§ Description of the task:
With the line that contains "pub const SERVER: &str" as the final line, return every line from the start of the data below exactly.

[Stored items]
↓↓↓

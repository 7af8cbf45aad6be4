//! Tree node representation

use crate::types::{NodeFilter, NodeFilterProperty, NodeInfo, ObjectMetadata};
use serde::Serialize;
use serde_json::Value;

/// Well-known node type names
pub mod node_types {
    pub const SERVER: &str = "Server";
    pub const DATABASE: &str = "Database";
    pub const FOLDER: &str = "Folder";
    /// Synthesized for failed expansions
    pub const ERROR: &str = "error";
}

/// Status shared by every database leaf that cannot be expanded.
pub const UNAVAILABLE_STATUS: &str = "Unavailable";

/// Arena key of a tree node
#[derive(Debug, Clone, Copy, PartialEq, Eq, Hash, PartialOrd, Ord, Serialize)]
pub struct NodeId(pub(crate) u64);

impl NodeId {
    pub fn as_u64(self) -> u64 {
        self.0
    }
}

/// One node of a connection's Object Explorer tree
#[derive(Debug, Clone, PartialEq, Serialize)]
#[serde(rename_all = "camelCase")]
pub struct TreeNode {
    pub id: NodeId,
    pub node_type: String,
    pub object_type: Option<String>,
    pub label: String,
    pub is_always_leaf: bool,
    pub node_path: String,
    pub parent_node_path: Option<String>,
    pub node_sub_type: Option<String>,
    pub node_status: Option<String>,
    pub metadata: Option<ObjectMetadata>,
    pub icon_type: Option<String>,
    pub child_provider: Option<String>,
    pub payload: Option<Value>,
    /// Message carried by synthesized error nodes
    pub error_message: Option<String>,
    /// Set when the last expansion of this node failed
    pub error_state_message: Option<String>,
    /// Next child resolution refreshes instead of expanding
    pub force_refresh: bool,
    pub filterable_properties: Vec<NodeFilterProperty>,
    pub filters: Vec<NodeFilter>,
    pub(crate) parent: Option<NodeId>,
    pub(crate) children: Option<Vec<NodeId>>,
}

impl TreeNode {
    /// Build a node from provider info.
    ///
    /// Database nodes show their status in the label. A database leaf gets the
    /// shared [`UNAVAILABLE_STATUS`]; any other database node has its status
    /// cleared.
    pub fn from_info(id: NodeId, mut info: NodeInfo, parent: Option<NodeId>) -> Self {
        if info.node_type == node_types::DATABASE {
            if let Some(status) = info.node_status.as_deref().filter(|s| !s.is_empty()) {
                info.label = format!("{} ({})", info.label, status);
            }
            info.node_status = if info.is_leaf {
                Some(UNAVAILABLE_STATUS.to_string())
            } else {
                None
            };
        }

        Self {
            id,
            node_type: info.node_type,
            object_type: info.object_type,
            label: info.label,
            is_always_leaf: info.is_leaf,
            node_path: info.node_path,
            parent_node_path: info.parent_node_path,
            node_sub_type: info.node_sub_type,
            node_status: info.node_status,
            metadata: info.metadata,
            icon_type: info.icon_type,
            child_provider: info.child_provider,
            payload: info.payload,
            error_message: info.error_message,
            error_state_message: None,
            force_refresh: false,
            filterable_properties: info.filterable_properties,
            filters: Vec::new(),
            parent,
            children: None,
        }
    }

    pub fn parent(&self) -> Option<NodeId> {
        self.parent
    }

    /// Child ids, or `None` while the children are unresolved
    pub fn children(&self) -> Option<&[NodeId]> {
        self.children.as_deref()
    }

    pub fn is_resolved(&self) -> bool {
        self.children.is_some()
    }

    pub fn is_error_node(&self) -> bool {
        self.node_type == node_types::ERROR
    }

    pub fn is_database(&self) -> bool {
        self.node_type == node_types::DATABASE
    }

    pub fn to_node_info(&self) -> NodeInfo {
        NodeInfo {
            node_path: self.node_path.clone(),
            parent_node_path: self.parent_node_path.clone(),
            node_type: self.node_type.clone(),
            object_type: self.object_type.clone(),
            label: self.label.clone(),
            is_leaf: self.is_always_leaf,
            node_sub_type: self.node_sub_type.clone(),
            node_status: self.node_status.clone(),
            metadata: self.metadata.clone(),
            error_message: self.error_message.clone(),
            icon_type: self.icon_type.clone(),
            child_provider: self.child_provider.clone(),
            payload: self.payload.clone(),
            filterable_properties: self.filterable_properties.clone(),
        }
    }
}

↑↑↑

§ Task response:
repository 7af8cbf45aad6be4
//! Tree node representation

use crate::types::{NodeFilter, NodeFilterProperty, NodeInfo, ObjectMetadata};
use serde::Serialize;
use serde_json::Value;

/// Well-known node type names
pub mod node_types {
    pub const SERVER: &str = "Server";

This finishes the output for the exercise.